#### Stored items
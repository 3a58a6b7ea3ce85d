use serde::{self, Deserialize, Deserializer, Serializer};
use time::{Date, OffsetDateTime, PrimitiveDateTime, format_description::well_known::Rfc3339, macros::format_description};

// Xero XML writes dates as local midnight timestamps ("2015-06-10T00:00:00") and accepts
// plain ISO dates on input.
pub fn parse_xero_date(date_str: &str) -> Result<Date, String> {
    let format = format_description!("[year]-[month]-[day]");
    let date_part = date_str.split('T').next().unwrap_or(date_str);
    Date::parse(date_part.trim(), &format).map_err(|e| format!("Failed to parse date '{date_str}': {e}"))
}

// Envelope timestamps carry up to seven fractional digits, with or without a zone.
pub fn parse_xero_datetime(datetime_str: &str) -> Result<OffsetDateTime, String> {
    if let Ok(dt) = OffsetDateTime::parse(datetime_str, &Rfc3339) {
        return Ok(dt);
    }

    // No timezone means UTC, e.g. "2015-06-10T05:22:32.5137373"
    if datetime_str.contains('.') {
        let format = format_description!("[year]-[month]-[day]T[hour]:[minute]:[second].[subsecond]");
        if let Ok(dt) = PrimitiveDateTime::parse(datetime_str, &format) {
            return Ok(dt.assume_utc());
        }
    }

    let format = format_description!("[year]-[month]-[day]T[hour]:[minute]:[second]");
    PrimitiveDateTime::parse(datetime_str, &format)
        .map(PrimitiveDateTime::assume_utc)
        .map_err(|e| format!("Failed to parse datetime '{datetime_str}': {e}"))
}

// Optional date serialization module
pub mod xero_date_format_option {
    use super::{Date, Deserialize, Deserializer, Serializer, format_description, serde};

    #[allow(clippy::ref_option)]
    pub fn serialize<S>(date: &Option<Date>, serializer: S) -> Result<S::Ok, S::Error>
    where
        S: Serializer,
    {
        match date {
            Some(date) => {
                let formatted = date
                    .format(&format_description!("[year]-[month]-[day]"))
                    .map_err(serde::ser::Error::custom)?;
                serializer.serialize_str(&formatted)
            }
            None => serializer.serialize_none(),
        }
    }

    pub fn deserialize<'de, D>(deserializer: D) -> Result<Option<Date>, D::Error>
    where
        D: Deserializer<'de>,
    {
        match Option::<String>::deserialize(deserializer)? {
            Some(s) if !s.trim().is_empty() => super::parse_xero_date(&s)
                .map(Some)
                .map_err(serde::de::Error::custom),
            _ => Ok(None),
        }
    }
}

// Optional OffsetDateTime serialization
pub mod xero_datetime_format_option {
    use super::{Deserialize, Deserializer, OffsetDateTime, Rfc3339, Serializer, serde};

    #[allow(clippy::ref_option)]
    pub fn serialize<S>(datetime: &Option<OffsetDateTime>, serializer: S) -> Result<S::Ok, S::Error>
    where
        S: Serializer,
    {
        match datetime {
            Some(dt) => {
                let formatted = dt.format(&Rfc3339).map_err(serde::ser::Error::custom)?;
                serializer.serialize_str(&formatted)
            }
            None => serializer.serialize_none(),
        }
    }

    pub fn deserialize<'de, D>(deserializer: D) -> Result<Option<OffsetDateTime>, D::Error>
    where
        D: Deserializer<'de>,
    {
        match Option::<String>::deserialize(deserializer)? {
            Some(s) if !s.trim().is_empty() => super::parse_xero_datetime(s.trim())
                .map(Some)
                .map_err(serde::de::Error::custom),
            _ => Ok(None),
        }
    }
}

#[cfg(test)]
mod tests {
    use super::*;
    use time::macros::{date, datetime};

    #[test]
    fn parses_dates_with_and_without_time() {
        assert_eq!(parse_xero_date("2015-06-10T00:00:00").unwrap(), date!(2015 - 06 - 10));
        assert_eq!(parse_xero_date("2015-06-10").unwrap(), date!(2015 - 06 - 10));
        assert!(parse_xero_date("10/06/2015").is_err());
    }

    #[test]
    fn parses_envelope_timestamps() {
        assert_eq!(
            parse_xero_datetime("2015-06-10T05:22:32Z").unwrap(),
            datetime!(2015-06-10 05:22:32 UTC)
        );
        assert_eq!(
            parse_xero_datetime("2015-06-10T05:22:32").unwrap(),
            datetime!(2015-06-10 05:22:32 UTC)
        );
        let fractional = parse_xero_datetime("2015-06-10T05:22:32.5137373").unwrap();
        assert_eq!(fractional.date(), date!(2015 - 06 - 10));
        assert_eq!(fractional.second(), 32);
    }
}
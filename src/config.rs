use anyhow::{Context, Result};
use serde::{Deserialize, Serialize};
use std::env;
use std::fs;
use std::path::PathBuf;

/// Environment variable selecting a named profile. When set, configuration
/// is read from `config.<profile>.toml` and tokens are cached per profile,
/// so one machine can run digests for several mailboxes.
pub const ENV_PROFILE: &str = "INBRIEF_PROFILE";

/// Environment fallback for the summarization API key.
const ENV_API_KEY: &str = "INBRIEF_API_KEY";

/// Environment fallback for the SMTP app password (Gmail send path).
pub const ENV_SMTP_PASSWORD: &str = "INBRIEF_SMTP_PASSWORD";

#[derive(Debug, Clone, Serialize, Deserialize)]
pub struct Config {
    pub account: AccountConfig,
    #[serde(default)]
    pub digest: DigestConfig,
    #[serde(default)]
    pub ai: AiConfig,
}

#[derive(Debug, Clone, Serialize, Deserialize)]
pub struct AccountConfig {
    /// The owner's own address, used for self-filtering and reply-target
    /// exclusion.
    pub email: String,
    #[serde(default)]
    pub display_name: Option<String>,
    pub provider: ProviderConfig,
}

/// Which mail provider backs this account.
#[derive(Debug, Clone, Serialize, Deserialize, PartialEq, Eq)]
#[serde(tag = "type", rename_all = "lowercase")]
pub enum ProviderConfig {
    /// Microsoft Graph (Outlook/365), device-code auth.
    Graph { tenant_id: String, client_id: String },
    /// Gmail REST API for reading; SMTP app password for sending.
    Gmail {
        client_id: String,
        #[serde(default)]
        client_secret: Option<String>,
        #[serde(default)]
        smtp: SmtpConfig,
    },
}

#[derive(Debug, Clone, Serialize, Deserialize, PartialEq, Eq)]
pub struct SmtpConfig {
    #[serde(default = "default_smtp_server")]
    pub server: String,
    #[serde(default = "default_smtp_port")]
    pub port: u16,
}

impl Default for SmtpConfig {
    fn default() -> Self {
        Self {
            server: default_smtp_server(),
            port: default_smtp_port(),
        }
    }
}

#[derive(Debug, Clone, Serialize, Deserialize)]
pub struct DigestConfig {
    /// Where the rendered digest is delivered. Defaults to the account's
    /// own address.
    #[serde(default)]
    pub to_address: Option<String>,
    /// Reply deep-link format; unknown values fall back to mailto.
    #[serde(default = "default_link_mode")]
    pub link_mode: String,
}

impl Default for DigestConfig {
    fn default() -> Self {
        Self {
            to_address: None,
            link_mode: default_link_mode(),
        }
    }
}

/// Summarization service configuration (OpenRouter).
#[derive(Debug, Clone, Serialize, Deserialize)]
pub struct AiConfig {
    /// API key; falls back to the INBRIEF_API_KEY environment variable.
    #[serde(default)]
    pub api_key: Option<String>,
    #[serde(default = "default_ai_model")]
    pub model: String,
}

impl Default for AiConfig {
    fn default() -> Self {
        Self {
            api_key: None,
            model: default_ai_model(),
        }
    }
}

impl AiConfig {
    pub fn resolved_api_key(&self) -> Result<String> {
        self.api_key
            .clone()
            .or_else(|| env::var(ENV_API_KEY).ok())
            .context("No summarization API key: set [ai] api_key or INBRIEF_API_KEY")
    }
}

fn default_smtp_server() -> String {
    "smtp.gmail.com".to_string()
}

fn default_smtp_port() -> u16 {
    465
}

fn default_link_mode() -> String {
    "mailto".to_string()
}

fn default_ai_model() -> String {
    "openai/gpt-5".to_string()
}

impl Config {
    pub fn config_dir() -> Result<PathBuf> {
        let dir = dirs::config_dir()
            .context("Could not find config directory")?
            .join("inbrief");
        Ok(dir)
    }

    /// Active profile name, if any.
    pub fn profile() -> Option<String> {
        env::var(ENV_PROFILE).ok().filter(|p| !p.is_empty())
    }

    pub fn config_path() -> Result<PathBuf> {
        let file = match Self::profile() {
            Some(profile) => format!("config.{}.toml", sanitize_profile(&profile)),
            None => "config.toml".to_string(),
        };
        Ok(Self::config_dir()?.join(file))
    }

    /// Digest recipient: configured address or the owner's own.
    pub fn digest_recipient(&self) -> &str {
        self.digest
            .to_address
            .as_deref()
            .unwrap_or(&self.account.email)
    }

    pub fn load() -> Result<Self> {
        let path = Self::config_path()?;

        if !path.exists() {
            anyhow::bail!(
                "Configuration file not found at {}\n\
                 Please create a config file. Example:\n\n\
                 [account]\n\
                 email = \"you@example.com\"\n\n\
                 [account.provider]\n\
                 type = \"graph\"\n\
                 tenant_id = \"common\"\n\
                 client_id = \"<azure app client id>\"\n\n\
                 [digest]\n\
                 link_mode = \"outlook_office\"\n\n\
                 [ai]\n\
                 model = \"openai/gpt-5\"",
                path.display()
            );
        }

        let content = fs::read_to_string(&path)
            .with_context(|| format!("Failed to read config file: {}", path.display()))?;

        toml::from_str(&content)
            .with_context(|| format!("Failed to parse config file: {}", path.display()))
    }

    pub fn ensure_dirs() -> Result<()> {
        fs::create_dir_all(Self::config_dir()?)?;
        Ok(())
    }
}

/// Make a profile name safe for use in file names.
pub fn sanitize_profile(profile: &str) -> String {
    profile
        .chars()
        .map(|c| {
            if c.is_ascii_alphanumeric() || matches!(c, '_' | '.' | '-') {
                c
            } else {
                '_'
            }
        })
        .collect()
}

#[cfg(test)]
mod tests {
    use super::*;

    #[test]
    fn test_parse_graph_config() {
        let toml = r#"
            [account]
            email = "me@contoso.com"

            [account.provider]
            type = "graph"
            tenant_id = "common"
            client_id = "abc-123"

            [digest]
            link_mode = "outlook_office"
        "#;

        let config: Config = toml::from_str(toml).unwrap();
        assert_eq!(config.account.email, "me@contoso.com");
        assert_eq!(
            config.account.provider,
            ProviderConfig::Graph {
                tenant_id: "common".to_string(),
                client_id: "abc-123".to_string(),
            }
        );
        assert_eq!(config.digest.link_mode, "outlook_office");
        // Recipient defaults to the owner.
        assert_eq!(config.digest_recipient(), "me@contoso.com");
    }

    #[test]
    fn test_parse_gmail_config_with_defaults() {
        let toml = r#"
            [account]
            email = "me@gmail.com"

            [account.provider]
            type = "gmail"
            client_id = "xyz.apps.googleusercontent.com"
        "#;

        let config: Config = toml::from_str(toml).unwrap();
        match config.account.provider {
            ProviderConfig::Gmail { ref smtp, .. } => {
                assert_eq!(smtp.server, "smtp.gmail.com");
                assert_eq!(smtp.port, 465);
            }
            _ => panic!("expected gmail provider"),
        }
        assert_eq!(config.digest.link_mode, "mailto");
        assert_eq!(config.ai.model, "openai/gpt-5");
    }

    #[test]
    fn test_explicit_recipient_wins() {
        let toml = r#"
            [account]
            email = "me@gmail.com"

            [account.provider]
            type = "gmail"
            client_id = "xyz"

            [digest]
            to_address = "digest@other.com"
        "#;

        let config: Config = toml::from_str(toml).unwrap();
        assert_eq!(config.digest_recipient(), "digest@other.com");
    }

    #[test]
    fn test_sanitize_profile() {
        assert_eq!(sanitize_profile("work"), "work");
        assert_eq!(sanitize_profile("me@x.com"), "me_x.com");
    }
}
//! Gmail REST mail provider (read side)
//!
//! Lists recent threads and expands each to its messages. Conversation
//! keys are Gmail thread ids. Sending goes through SMTP instead (see
//! [`super::smtp`]), matching how Gmail app passwords work.

use anyhow::{Context, Result, bail};
use serde::Deserialize;
use std::time::Duration;

use crate::constants::{GMAIL_THREAD_LIMIT, HTTP_TIMEOUT_SECS};
use crate::credentials::TokenCache;
use crate::oauth::GoogleOAuth;

use super::types::RawMessage;

const GMAIL_BASE: &str = "https://gmail.googleapis.com/gmail/v1/users/me";

#[derive(Debug, Deserialize)]
struct ThreadList {
    #[serde(default)]
    threads: Vec<ThreadStub>,
}

#[derive(Debug, Deserialize)]
struct ThreadStub {
    id: String,
}

#[derive(Debug, Deserialize)]
struct Thread {
    #[serde(default)]
    messages: Vec<GmailMessage>,
}

#[derive(Debug, Deserialize)]
#[serde(rename_all = "camelCase")]
struct GmailMessage {
    id: String,
    thread_id: String,
    /// Delivery time in epoch milliseconds, as a decimal string.
    #[serde(default)]
    internal_date: Option<String>,
    #[serde(default)]
    snippet: String,
    #[serde(default)]
    payload: Payload,
}

#[derive(Debug, Default, Deserialize)]
struct Payload {
    #[serde(default)]
    headers: Vec<Header>,
}

#[derive(Debug, Deserialize)]
struct Header {
    name: String,
    value: String,
}

impl GmailMessage {
    fn header(&self, name: &str) -> Option<&str> {
        self.payload
            .headers
            .iter()
            .find(|h| h.name.eq_ignore_ascii_case(name))
            .map(|h| h.value.as_str())
    }

    fn into_raw(self) -> Result<RawMessage> {
        let millis: i64 = self
            .internal_date
            .as_deref()
            .unwrap_or("0")
            .parse()
            .with_context(|| format!("Bad internalDate on message {}", self.id))?;
        let received_at = chrono::DateTime::from_timestamp_millis(millis)
            .with_context(|| format!("internalDate out of range on message {}", self.id))?;

        let (from_address, from_name) =
            split_mailbox(self.header("From").unwrap_or_default());
        let reply_to_address = self
            .header("Reply-To")
            .map(|v| split_mailbox(v).0)
            .filter(|a| !a.is_empty());
        let subject = self.header("Subject").map(|s| s.to_string());

        RawMessage::new(
            self.id.clone(),
            self.thread_id.clone(),
            from_address,
            from_name,
            received_at,
            subject,
            self.snippet.clone(),
            reply_to_address,
        )
    }
}

/// Split an RFC-2822 mailbox "Name <addr>" into (addr, display name).
fn split_mailbox(raw: &str) -> (String, Option<String>) {
    let s = raw.trim();
    match (s.rfind('<'), s.rfind('>')) {
        (Some(start), Some(end)) if start < end => {
            let addr = s[start + 1..end].trim().to_string();
            let name = s[..start].trim().trim_matches('"').to_string();
            let name = if name.is_empty() { None } else { Some(name) };
            (addr, name)
        }
        _ => (s.to_string(), None),
    }
}

pub struct GmailClient {
    http: reqwest::Client,
    access_token: String,
}

impl GmailClient {
    /// Authenticate (cached token, refresh, or browser sign-in) and build
    /// a ready client.
    pub async fn connect(
        client_id: &str,
        client_secret: Option<&str>,
        email: &str,
    ) -> Result<Self> {
        let oauth = GoogleOAuth::new(client_id, client_secret)?;
        let cache = TokenCache::new(email);
        let access_token = oauth
            .access_token(&cache)
            .await
            .context("Gmail authentication failed")?;

        let http = reqwest::Client::builder()
            .timeout(Duration::from_secs(HTTP_TIMEOUT_SECS))
            .build()
            .context("Failed to create HTTP client")?;

        Ok(Self { http, access_token })
    }

    /// Flatten the most recent threads into their messages. The window
    /// cutoff is the aggregator's job; this just bounds the fetch.
    pub async fn list_recent_messages(&self) -> Result<Vec<RawMessage>> {
        let list: ThreadList = self
            .get_json(&format!(
                "{}/threads?maxResults={}",
                GMAIL_BASE, GMAIL_THREAD_LIMIT
            ))
            .await
            .context("Gmail thread listing failed")?;

        let mut messages = Vec::new();
        for stub in list.threads {
            let thread: Thread = self
                .get_json(&format!("{}/threads/{}?format=full", GMAIL_BASE, stub.id))
                .await
                .with_context(|| format!("Failed to fetch Gmail thread {}", stub.id))?;

            for msg in thread.messages {
                let id = msg.id.clone();
                match msg.into_raw() {
                    Ok(raw) => messages.push(raw),
                    Err(e) => tracing::debug!(id, "dropping unroutable message: {e}"),
                }
            }
        }

        tracing::info!(count = messages.len(), "fetched inbox messages from Gmail");
        Ok(messages)
    }

    async fn get_json<T: serde::de::DeserializeOwned>(&self, url: &str) -> Result<T> {
        let response = self
            .http
            .get(url)
            .bearer_auth(&self.access_token)
            .send()
            .await
            .context("Gmail API request failed")?;

        let status = response.status();
        if !status.is_success() {
            let body = response.text().await.unwrap_or_default();
            bail!("Gmail API error ({}): {}", status, body);
        }

        response.json().await.context("Failed to parse Gmail response")
    }
}

#[cfg(test)]
mod tests {
    use super::*;

    #[test]
    fn test_split_mailbox() {
        assert_eq!(
            split_mailbox("Ada Lovelace <a@x.com>"),
            ("a@x.com".to_string(), Some("Ada Lovelace".to_string()))
        );
        assert_eq!(
            split_mailbox("\"Lovelace, Ada\" <a@x.com>"),
            ("a@x.com".to_string(), Some("Lovelace, Ada".to_string()))
        );
        assert_eq!(split_mailbox("a@x.com"), ("a@x.com".to_string(), None));
        assert_eq!(split_mailbox(""), (String::new(), None));
    }

    #[test]
    fn test_parse_thread_message() {
        let payload = r#"{
            "id": "m1",
            "threadId": "t1",
            "internalDate": "1710495005000",
            "snippet": "hello there",
            "payload": {
                "headers": [
                    {"name": "From", "value": "Ada <a@x.com>"},
                    {"name": "Subject", "value": "Hi"},
                    {"name": "Reply-To", "value": "list@x.com"}
                ]
            }
        }"#;

        let msg: GmailMessage = serde_json::from_str(payload).unwrap();
        let raw = msg.into_raw().unwrap();
        assert_eq!(raw.conversation_key, "t1");
        assert_eq!(raw.from_address, "a@x.com");
        assert_eq!(raw.from_display_name.as_deref(), Some("Ada"));
        assert_eq!(raw.reply_to_address.as_deref(), Some("list@x.com"));
        assert_eq!(raw.received_at.timestamp_millis(), 1_710_495_005_000);
        assert_eq!(raw.subject, "Hi");
        assert_eq!(raw.body_preview, "hello there");
    }
}
//! Summarization service client
//!
//! One opaque request per conversation against the OpenRouter chat API.
//! The digest generator owns all parsing of what comes back.

mod client;
mod prompts;

pub use client::SummarizerClient;
pub use prompts::digest_prompt;
//! End-to-end digest run: list → aggregate → generate → render → send.
//!
//! Error taxonomy: authentication and listing failures are fatal (nothing
//! is sent); a failed summarization degrades that one entry and the run
//! continues; a delivery failure after rendering is surfaced without
//! retry. Zero conversations after filtering is a clean no-op, not an
//! error.

use anyhow::{Context, Result};
use chrono::Utc;

use crate::ai::SummarizerClient;
use crate::config::Config;
use crate::digest::{
    Conversation, DigestEntry, LinkMode, TimeRange, aggregate_conversations, digest_subject,
    generate_entry, render_digest,
};
use crate::mail::MailProvider;

/// How a run ended.
#[derive(Debug, PartialEq, Eq)]
pub enum RunOutcome {
    /// No conversations survived filtering; nothing was sent.
    Empty,
    /// Digest rendered and delivered.
    Sent { conversations: usize },
    /// Preview mode: entries printed, nothing sent.
    Previewed { conversations: usize },
}

pub async fn run(config: &Config, range: TimeRange, preview: bool) -> Result<RunOutcome> {
    let now = Utc::now();
    let bounds = range.bounds(now);
    tracing::info!(
        range = range.period_label(),
        start = %bounds.start,
        end = ?bounds.end,
        "starting digest run"
    );

    let provider = MailProvider::connect(&config.account)
        .await
        .context("Mail provider authentication failed")?;

    let messages = provider
        .list_recent_messages(&bounds)
        .await
        .context("Failed to list recent messages")?;

    let conversations = aggregate_conversations(&messages, &bounds, &config.account.email);
    if conversations.is_empty() {
        tracing::info!("no recent conversations found, nothing to send");
        return Ok(RunOutcome::Empty);
    }

    let entries = generate_entries(config, &conversations).await?;

    if preview {
        println!("{}", serde_json::to_string_pretty(&entries)?);
        return Ok(RunOutcome::Previewed {
            conversations: entries.len(),
        });
    }

    let mode = LinkMode::parse(&config.digest.link_mode);
    let html = render_digest(&entries, mode, now);
    let subject = digest_subject(range, now);

    provider
        .send(config.digest_recipient(), &subject, &html)
        .await
        .context("Digest was generated but delivery failed")?;

    Ok(RunOutcome::Sent {
        conversations: entries.len(),
    })
}

/// Summarize conversations one at a time, in list order. Per-conversation
/// failures degrade inside [`generate_entry`]; only a missing API key can
/// fail here.
async fn generate_entries(
    config: &Config,
    conversations: &[Conversation],
) -> Result<Vec<DigestEntry>> {
    let client = SummarizerClient::new(config.ai.resolved_api_key()?, config.ai.model.clone())?;

    let mut entries = Vec::with_capacity(conversations.len());
    for (i, conversation) in conversations.iter().enumerate() {
        tracing::debug!(
            n = i + 1,
            total = conversations.len(),
            subject = %conversation.subject,
            "summarizing conversation"
        );
        entries.push(generate_entry(&client, conversation).await);
    }
    Ok(entries)
}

#### Work required
Please find every line in the records above that holds the word "chrono" and copy it.

#### Your solution
        let received_at = chrono::DateTime::from_timestamp_millis(millis)
use chrono::Utc;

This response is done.